Tuning to Win by Ian Pinnell

You'll be sorry to hear that this last month has been rather difficult for me. The reason for this difficulty is that, until this month, I had been sure of three things in my life. And one by one, these certainties have been stripped away.

The first certainty was death. I was certain that everyone has to die. And then my wife's young, up-to-date cousin came to stay and introduced us to this documentary that shows that my belief was incorrect.

I was shaken, but I still had two certainties to hold onto.

And then my second sure-thing was rocked. Thanks to the Irish government and Apple I now know that we no longer need to think of taxes as inevitable.

Neither death nor taxes was inevitable? I was rocked to my very foundations.

But surely, surely, my final certainty couldn't be questioned.

The final thing I was absolutely certain of was this:

That I would never understand rig tuning.

I get most of the stuff about vang and outhaul and cunningham as it relates to a Laser. (Or, at least, I don't struggle with it too much, and I know what the experts say I should do and I stick to that.)

But whenever people would start talking about "chocks", or "rig tension", or "the angle of the spreaders" I would find my mind drifting, and I'd begin wondering things like "Now my spray top is faded, does it still match my watch strap?" or "Is it too soon for me to have another biscuit?".

And just as I was edging in next to the plate of biscuits someone would say "Ohhhh. I get it now. That explains it. I'll have to try that the next time I'm out." and I'd realise that I had just missed another important lesson in how to "open the slot" or what to do about "the gasket".

Tuning to Win

So when Tuning to Win arrived through my letterbox I was reluctant to open it. Firstly, I was worried about my self-esteem: I'd fail to understand a single thing that Ian Pinnell was banging on about and it would make me feel bad.

Secondly, I was worried about my weight. As my mind drifted off from tuning it would almost certainly start thinking about biscuits again, and frankly I can't afford to eat too many more.

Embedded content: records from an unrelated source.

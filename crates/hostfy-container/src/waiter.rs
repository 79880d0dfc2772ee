//! ヘルスチェック待機
//!
//! 一定間隔でコンテナの状態を確認し、healthy になるか期限に達するまでブロックする。
//! ヘルスチェックが設定されていないコンテナは、Running になってから短い待機時間を
//! 置いたうえで準備完了とみなす。

use crate::error::{ContainerError, Result};
use crate::runtime::{ContainerInfo, ContainerState, HealthState};
use std::future::Future;
use std::time::Duration;
use tokio::time::{Instant, sleep};
use tracing::debug;

/// 待機設定
#[derive(Debug, Clone, Copy, PartialEq, Eq)]
pub struct WaitConfig {
    /// ポーリング間隔
    pub interval: Duration,
    /// ヘルスチェック未設定のコンテナを準備完了とみなすまでの待機時間
    pub settle: Duration,
}

impl Default for WaitConfig {
    fn default() -> Self {
        Self {
            interval: Duration::from_secs(2),
            settle: Duration::from_secs(3),
        }
    }
}

/// 1回のポーリング結果
#[derive(Debug, Clone, Copy, PartialEq, Eq)]
pub enum Readiness {
    Healthy,
    RunningWithoutHealthcheck,
    NotReady,
}

impl Readiness {
    pub fn from_info(info: Option<&ContainerInfo>) -> Self {
        match info {
            Some(info) if info.state == ContainerState::Running => match info.health {
                HealthState::Healthy => Readiness::Healthy,
                HealthState::NotConfigured => Readiness::RunningWithoutHealthcheck,
                HealthState::Starting | HealthState::Unhealthy => Readiness::NotReady,
            },
            _ => Readiness::NotReady,
        }
    }
}

/// `check` が準備完了を返すまで待機
///
/// check のエラーは「まだ準備できていない」として扱い、期限まで再試行する。
pub async fn wait_until_healthy<F, Fut>(
    container: &str,
    timeout: Duration,
    config: &WaitConfig,
    mut check: F,
) -> Result<()>
where
    F: FnMut() -> Fut,
    Fut: Future<Output = Result<Readiness>>,
{
    let deadline = Instant::now() + timeout;

    loop {
        match check().await {
            Ok(Readiness::Healthy) => return Ok(()),
            Ok(Readiness::RunningWithoutHealthcheck) => {
                sleep(config.settle).await;
                return Ok(());
            }
            Ok(Readiness::NotReady) => {
                debug!(container = %container, "Container is not ready yet");
            }
            Err(e) => {
                debug!(container = %container, error = %e, "Health check failed");
            }
        }

        if Instant::now() + config.interval > deadline {
            break;
        }
        sleep(config.interval).await;
    }

    Err(ContainerError::HealthTimeout {
        container: container.to_string(),
        timeout_secs: timeout.as_secs(),
    })
}

#[cfg(test)]
mod tests {
    use super::*;
    use std::sync::atomic::{AtomicU32, Ordering};

    fn fast() -> WaitConfig {
        WaitConfig {
            interval: Duration::from_millis(5),
            settle: Duration::from_millis(1),
        }
    }

    fn info(state: ContainerState, health: HealthState) -> ContainerInfo {
        ContainerInfo {
            id: "abc".to_string(),
            name: "web".to_string(),
            image: "nginx".to_string(),
            state,
            health,
        }
    }

    #[test]
    fn test_readiness_from_info() {
        assert_eq!(Readiness::from_info(None), Readiness::NotReady);
        assert_eq!(
            Readiness::from_info(Some(&info(ContainerState::Running, HealthState::Healthy))),
            Readiness::Healthy
        );
        assert_eq!(
            Readiness::from_info(Some(&info(
                ContainerState::Running,
                HealthState::NotConfigured
            ))),
            Readiness::RunningWithoutHealthcheck
        );
        assert_eq!(
            Readiness::from_info(Some(&info(ContainerState::Running, HealthState::Starting))),
            Readiness::NotReady
        );
        assert_eq!(
            Readiness::from_info(Some(&info(ContainerState::Stopped, HealthState::Healthy))),
            Readiness::NotReady
        );
    }

    #[tokio::test]
    async fn test_becomes_healthy_after_polls() {
        let calls = AtomicU32::new(0);
        let result = wait_until_healthy("db", Duration::from_secs(5), &fast(), || {
            let n = calls.fetch_add(1, Ordering::SeqCst);
            async move {
                Ok(if n < 2 {
                    Readiness::NotReady
                } else {
                    Readiness::Healthy
                })
            }
        })
        .await;

        assert!(result.is_ok());
        assert_eq!(calls.load(Ordering::SeqCst), 3);
    }

    #[tokio::test]
    async fn test_check_errors_are_retried() {
        let calls = AtomicU32::new(0);
        let result = wait_until_healthy("db", Duration::from_secs(5), &fast(), || {
            let n = calls.fetch_add(1, Ordering::SeqCst);
            async move {
                if n == 0 {
                    Err(ContainerError::NotFound {
                        container: "db".to_string(),
                    })
                } else {
                    Ok(Readiness::RunningWithoutHealthcheck)
                }
            }
        })
        .await;

        assert!(result.is_ok());
    }

    #[tokio::test]
    async fn test_timeout() {
        let result = wait_until_healthy("db", Duration::from_millis(30), &fast(), || async {
            Ok(Readiness::NotReady)
        })
        .await;

        match result {
            Err(ContainerError::HealthTimeout { container, .. }) => assert_eq!(container, "db"),
            other => panic!("expected timeout, got {:?}", other),
        }
    }
}
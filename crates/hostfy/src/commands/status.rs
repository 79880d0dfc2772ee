use crate::utils;
use hostfy_engine::status::system_status;
use std::path::Path;

/// 機械可読なJSONをstdoutに出す
pub async fn handle(state_dir: &Path) -> anyhow::Result<()> {
    let ctx = utils::build_context(state_dir).await?;
    let status = system_status(&ctx).await?;
    println!("{}", serde_json::to_string_pretty(&status)?);
    Ok(())
}
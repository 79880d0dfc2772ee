use crate::progress::Spinner;
use crate::utils;
use colored::Colorize;
use hostfy_engine::{InstallRequest, install};
use std::path::Path;

pub async fn handle(
    state_dir: &Path,
    app: String,
    domain: String,
    name: Option<String>,
    env: Vec<(String, String)>,
) -> anyhow::Result<()> {
    let request = InstallRequest {
        app_id: app,
        name,
        domain,
        env_overrides: utils::collect_env(env),
    };
    println!(
        "{}",
        format!("'{}' をインストール中...", request.stack_name()).blue()
    );

    let ctx = utils::build_context(state_dir).await?;

    let spinner = Spinner::new("依存サービスとコンテナを準備中...");
    let result = install(&ctx, request).await;
    spinner.finish();
    let report = result?;

    if report.reused_secrets {
        println!("  ℹ 以前のインストールのシークレットを再利用しました");
    }
    if let Some(database) = &report.database {
        println!("  ✓ データベース: {}", database.cyan());
    }
    for container in &report.containers {
        println!("  ✓ コンテナ: {}", container.cyan());
    }

    println!();
    println!(
        "{}",
        format!("✓ '{}' をインストールしました！", report.name)
            .green()
            .bold()
    );
    if let Some(main) = report.domains.first() {
        println!("  URL: {}", format!("https://{}", main).cyan());
    }

    if !report.credentials.is_empty() {
        println!();
        println!("{}", "初期設定値（安全な場所に保管してください）:".bold());
        for (key, value) in &report.credentials {
            println!("  {} = {}", key, value.yellow());
        }
    }

    utils::print_dns_hint(&report.domains);
    utils::print_advisories(&report.advisories);

    Ok(())
}
use super::{ContainerPlan, apply_user_env, launch, unresolved_advisory};
use crate::catalog::find_app;
use crate::context::EngineContext;
use crate::error::{EngineError, Result};
use crate::services::{PostgresManager, ensure_service};
use hostfy_core::naming::{
    POSTGRES_SERVICE, database_name, is_reserved_name, validate_app_name,
};
use hostfy_core::{AppConfig, ContainerConfig, TemplateContext};
use serde::Serialize;
use std::collections::BTreeMap;
use tracing::{info, instrument};

#[derive(Debug, Clone, Default)]
pub struct InstallRequest {
    /// カタログ上のアプリID
    pub app_id: String,
    /// スタック名（省略時はアプリID）
    pub name: Option<String>,
    pub domain: String,
    /// `--env KEY=VALUE`
    pub env_overrides: BTreeMap<String, String>,
}

impl InstallRequest {
    pub fn stack_name(&self) -> &str {
        self.name.as_deref().unwrap_or(&self.app_id)
    }
}

#[derive(Debug, Clone, Default, Serialize)]
pub struct InstallReport {
    pub name: String,
    pub catalog_app: String,
    /// 作成したコンテナ名（宣言順）
    pub containers: Vec<String>,
    /// ルーティングを設定したドメイン（DNSの設定が必要）
    pub domains: Vec<String>,
    pub database: Option<String>,
    /// UserEnvVar の解決結果（初期ログイン情報など）
    pub credentials: BTreeMap<String, String>,
    /// 以前のインストールのシークレットを再利用したか
    pub reused_secrets: bool,
    pub advisories: Vec<String>,
}

/// アプリをインストール
///
/// 途中で失敗しても作成済みのコンテナは残る（ロールバックしない）。
/// 記録はすべてのコンテナが起動した後にのみ保存する。
#[instrument(skip(ctx, request), fields(app = %request.app_id))]
pub async fn install(ctx: &EngineContext, request: InstallRequest) -> Result<InstallReport> {
    let name = request.stack_name().to_string();
    validate_app_name(&name).map_err(|_| EngineError::InvalidName(name.clone()))?;
    if is_reserved_name(&name) {
        return Err(EngineError::ReservedName(name));
    }
    if ctx.store.app_exists(&name) {
        return Err(EngineError::AlreadyInstalled(name));
    }

    let catalog = ctx.catalog.fetch(false).await?;
    let app = find_app(&catalog, &request.app_id)?;
    let secrets = ctx.store.ensure_secrets()?;

    ctx.runtime
        .ensure_network(&ctx.settings.network)
        .await
        .map_err(EngineError::container(&ctx.settings.network))?;

    for dependency in &app.dependencies {
        let outcome = ensure_service(ctx, Some(&catalog), dependency, &secrets).await?;
        info!(service = %dependency, outcome = ?outcome, "Dependency ready");
    }

    let database = if app.dependencies.iter().any(|d| d == POSTGRES_SERVICE) {
        let database = database_name(&name);
        PostgresManager::new(ctx.runtime.as_ref())
            .create_database(&database)
            .await?;
        Some(database)
    } else {
        None
    };

    let mut tmpl = TemplateContext::new(
        &name,
        &request.domain,
        database.clone().unwrap_or_default(),
    )
    .with_secrets(secrets);

    let mut reused_secrets = false;
    if let Some(backup) = ctx.store.load_backup(&name)?
        && backup.catalog_app == request.app_id
    {
        info!(app = %name, keys = backup.secrets.len(), "Reusing secrets from previous install");
        tmpl.preserve(backup.secrets);
        reused_secrets = true;
    }

    let mut credentials = BTreeMap::new();
    let mut stack_env = tmpl.resolve_env(app.stack_env());
    stack_env.extend(request.env_overrides.clone());
    apply_user_env(
        &mut tmpl,
        &app.user_env,
        &request.env_overrides,
        &mut stack_env,
        &mut credentials,
    );

    let mut record = AppConfig::new(&name, &request.app_id, &request.domain);
    record.is_stack = app.is_stack();
    record.database = database.clone().unwrap_or_default();
    if record.is_stack {
        record.shared_env = stack_env.clone();
    }

    let mut report = InstallReport {
        name: name.clone(),
        catalog_app: request.app_id.clone(),
        database,
        reused_secrets,
        ..Default::default()
    };

    for template in app.container_templates() {
        let domain = match (template.is_main, template.route) {
            (true, _) => request.domain.clone(),
            (false, Some(route)) => tmpl.resolve_value_with(&route.subdomain, &stack_env),
            (false, None) => String::new(),
        };
        let port = match template.port {
            0 => template.route.map(|r| r.port).unwrap_or(0),
            port => port,
        };

        let mut env = stack_env.clone();
        if let Some(container_env) = template.env {
            env.extend(tmpl.resolve_env_in_scope(container_env, &stack_env));
            env.extend(request.env_overrides.clone());
        }
        apply_user_env(
            &mut tmpl,
            template.user_env,
            &request.env_overrides,
            &mut env,
            &mut credentials,
        );

        let plan = ContainerPlan::new(
            &name,
            record.is_stack,
            ContainerConfig {
                name: template.name.unwrap_or(name.as_str()).to_string(),
                container_id: String::new(),
                image: template.image.to_string(),
                domain,
                port,
                command: template.command.to_string(),
                env,
                volumes: tmpl.resolve_volumes(template.volumes),
                is_main: template.is_main,
            },
        );

        ctx.runtime
            .pull_image(&plan.record.image)
            .await
            .map_err(EngineError::container(&plan.runtime_name))?;
        let container_id = launch(ctx, &plan).await?;
        info!(container = %plan.runtime_name, "Container running");

        if !plan.record.domain.is_empty() && plan.record.port > 0 {
            report.domains.push(plan.record.domain.clone());
        }
        report.containers.push(plan.runtime_name.clone());

        let mut container = plan.record;
        container.container_id = container_id;
        record.containers.push(container);
    }

    record.sync_legacy_fields();
    ctx.store
        .save_app(&mut record)
        .map_err(EngineError::write_failed(&name))?;

    report.credentials = credentials;
    report.advisories.extend(unresolved_advisory(&mut tmpl));
    info!(app = %name, containers = report.containers.len(), "Installed");
    Ok(report)
}
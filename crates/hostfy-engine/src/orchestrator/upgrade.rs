use super::{ContainerPlan, load_record, recreate, unresolved_advisory};
use crate::catalog::find_app;
use crate::context::EngineContext;
use crate::error::{EngineError, Result};
use chrono::Utc;
use hostfy_core::{AppConfig, AppShape, TemplateContext};
use serde::Serialize;
use std::collections::{BTreeMap, BTreeSet};
use tracing::{info, instrument, warn};

#[derive(Debug, Clone, Default)]
pub struct UpgradeRequest {
    pub name: String,
    /// イメージに差分がなくても全コンテナを作り直す
    pub force: bool,
}

#[derive(Debug, Clone, PartialEq, Eq, Serialize)]
pub struct ImageChange {
    pub container: String,
    pub from: String,
    pub to: String,
}

#[derive(Debug, Clone, Default, Serialize)]
pub struct UpgradeReport {
    pub name: String,
    pub up_to_date: bool,
    pub image_changes: Vec<ImageChange>,
    /// カタログから追加された環境変数キー
    pub added_env: Vec<String>,
    pub pulled: Vec<String>,
    pub recreated: Vec<String>,
    pub advisories: Vec<String>,
}

/// カタログの最新イメージに更新する
///
/// 既存の環境変数は上書きせず、カタログに新しく追加されたキーだけを取り込む。
#[instrument(skip(ctx, request), fields(app = %request.name))]
pub async fn upgrade(ctx: &EngineContext, request: UpgradeRequest) -> Result<UpgradeReport> {
    let mut record = load_record(ctx, &request.name)?;
    let catalog = ctx.catalog.fetch(true).await?;
    let app = find_app(&catalog, &record.catalog_app)?;

    let mut report = UpgradeReport {
        name: record.name.clone(),
        ..Default::default()
    };

    // 名前で対応するカタログ上のイメージと比較する
    let mut targets: Vec<usize> = Vec::new();
    for (i, container) in record.containers.iter().enumerate() {
        let catalog_image = if record.is_stack {
            app.image_for(&container.name)
        } else {
            Some(app.image.as_str())
        };
        match catalog_image {
            Some(image) if !image.is_empty() && image != container.image => {
                report.image_changes.push(ImageChange {
                    container: container.name.clone(),
                    from: container.image.clone(),
                    to: image.to_string(),
                });
                targets.push(i);
            }
            Some(_) => {}
            None => {
                warn!(container = %container.name, "Container no longer in catalog");
                report.advisories.push(format!(
                    "コンテナ '{}' はカタログに存在しないため更新しません",
                    container.name
                ));
            }
        }
    }

    let secrets = ctx.store.ensure_secrets()?;
    let mut tmpl = TemplateContext::new(&record.name, &record.domain, &record.database)
        .with_secrets(secrets);
    report.added_env = merge_new_env(&mut record, app.shape(), &mut tmpl);
    report.advisories.extend(unresolved_advisory(&mut tmpl));

    if targets.is_empty() && !request.force {
        if !report.added_env.is_empty() {
            record.sync_legacy_fields();
            ctx.store
                .save_app(&mut record)
                .map_err(EngineError::write_failed(&record.name))?;
        }
        report.up_to_date = true;
        info!(app = %record.name, "Already up to date");
        return Ok(report);
    }

    if request.force {
        targets = (0..record.containers.len()).collect();
    }

    ctx.runtime
        .ensure_network(&ctx.settings.network)
        .await
        .map_err(EngineError::container(&ctx.settings.network))?;

    for i in targets {
        if let Some(change) = report
            .image_changes
            .iter()
            .find(|c| c.container == record.containers[i].name)
        {
            record.containers[i].image = change.to.clone();
        }

        let plan = ContainerPlan::new(&record.name, record.is_stack, record.containers[i].clone());
        ctx.runtime
            .pull_image(&plan.record.image)
            .await
            .map_err(EngineError::container(&plan.runtime_name))?;
        report.pulled.push(plan.record.image.clone());

        record.containers[i].container_id = recreate(ctx, &plan).await?;
        if plan.is_main() {
            ctx.runtime
                .wait_healthy(&plan.runtime_name, ctx.settings.main_health_timeout)
                .await
                .map_err(EngineError::container(&plan.runtime_name))?;
        }
        info!(container = %plan.runtime_name, image = %plan.record.image, "Upgraded container");
        report.recreated.push(plan.runtime_name);
    }

    record.image_pulled_at = Utc::now();
    record.sync_legacy_fields();
    ctx.store
        .save_app(&mut record)
        .map_err(EngineError::write_failed(&record.name))?;

    Ok(report)
}

/// カタログに追加された環境変数を記録に取り込み、追加したキーを返す
fn merge_new_env(
    record: &mut AppConfig,
    shape: AppShape<'_>,
    tmpl: &mut TemplateContext,
) -> Vec<String> {
    let mut added = BTreeSet::new();

    // 既存の値は生成し直さない
    let existing: BTreeMap<String, String> = record
        .all_env()
        .map(|(k, v)| (k.clone(), v.clone()))
        .collect();
    tmpl.preserve(existing);

    let (stack_env, containers) = match shape {
        AppShape::Single(app) => (&app.env, None),
        AppShape::Stack {
            containers,
            shared_env,
        } => (shared_env, Some(containers)),
    };

    let resolved_stack = tmpl.resolve_env(stack_env);
    let record_stack = if record.is_stack {
        &mut record.shared_env
    } else {
        &mut record.env
    };
    for (key, value) in &resolved_stack {
        if !record_stack.contains_key(key) {
            record_stack.insert(key.clone(), value.clone());
            added.insert(key.clone());
        }
    }
    for container in &mut record.containers {
        for (key, value) in &resolved_stack {
            if !container.env.contains_key(key) {
                container.env.insert(key.clone(), value.clone());
                added.insert(key.clone());
            }
        }
    }

    if let Some(catalog_containers) = containers {
        for container in &mut record.containers {
            let Some(entry) = catalog_containers.iter().find(|c| c.name == container.name) else {
                continue;
            };
            let resolved = tmpl.resolve_env_in_scope(&entry.env, &resolved_stack);
            for (key, value) in resolved {
                if !container.env.contains_key(&key) {
                    container.env.insert(key.clone(), value);
                    added.insert(key);
                }
            }
        }
    }

    added.into_iter().collect()
}

#[cfg(test)]
mod tests {
    use super::*;
    use hostfy_core::{App, ContainerConfig};

    fn single_record() -> AppConfig {
        let mut record = AppConfig::new("uptime", "uptime", "up.example.com");
        record.containers.push(ContainerConfig {
            name: "uptime".to_string(),
            container_id: "abc".to_string(),
            image: "louislam/uptime-kuma:1".to_string(),
            domain: "up.example.com".to_string(),
            port: 3001,
            command: String::new(),
            env: BTreeMap::from([("TZ".to_string(), "Asia/Tokyo".to_string())]),
            volumes: Vec::new(),
            is_main: true,
        });
        record.sync_legacy_fields();
        record
    }

    #[test]
    fn test_new_keys_are_added_without_overwriting() {
        let mut record = single_record();
        let app = App {
            image: "louislam/uptime-kuma:2".to_string(),
            env: BTreeMap::from([
                ("TZ".to_string(), "UTC".to_string()),
                ("UPTIME_KUMA_HOST".to_string(), "{{APP_DOMAIN}}".to_string()),
            ]),
            ..Default::default()
        };
        let mut tmpl = TemplateContext::new("uptime", "up.example.com", "");

        let added = merge_new_env(&mut record, app.shape(), &mut tmpl);

        assert_eq!(added, vec!["UPTIME_KUMA_HOST"]);
        assert_eq!(record.env.get("TZ").unwrap(), "Asia/Tokyo");
        assert_eq!(
            record.containers[0].env.get("UPTIME_KUMA_HOST").unwrap(),
            "up.example.com"
        );
    }

    #[test]
    fn test_nothing_added_when_catalog_env_unchanged() {
        let mut record = single_record();
        let app = App {
            env: BTreeMap::from([("TZ".to_string(), "UTC".to_string())]),
            ..Default::default()
        };
        let mut tmpl = TemplateContext::new("uptime", "up.example.com", "");
        assert!(merge_new_env(&mut record, app.shape(), &mut tmpl).is_empty());
    }
}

And finally, I had one more concern. What if I did understand it? It was the last certainty in my life - that I would never, ever have a clue what to do with jib fairleads, or why the shroud base setting mattered.

If you've been reading this blog for a while then your immediate thought is probably that I really shouldn't worry about understanding any of Tuning to Win. As I clearly don't know my arse from my elbow, there is little chance that, no matter how good Ian Pinnell is, I will grasp any of the concepts he explores.

That was certainly my way of thinking.

But it is with great sadness that I have to inform you we were wrong.

Somehow, through some alchemy, Ian Pinnell did actually manage to impart some rig tuning knowledge even into a brain as reluctant as mine.

Maybe it is because I am older and more boring now - and technical things have become more interesting to me.

Or perhaps all these years of being with other people as the discussed tuning matters has led, almost by osmosis, to me finally vaguely understanding these things, and Tuning to Win is just honing and clarifying these insights.

Perhaps.

But it is probably a bit more to do with how Tuning to Win is structured, presented and written.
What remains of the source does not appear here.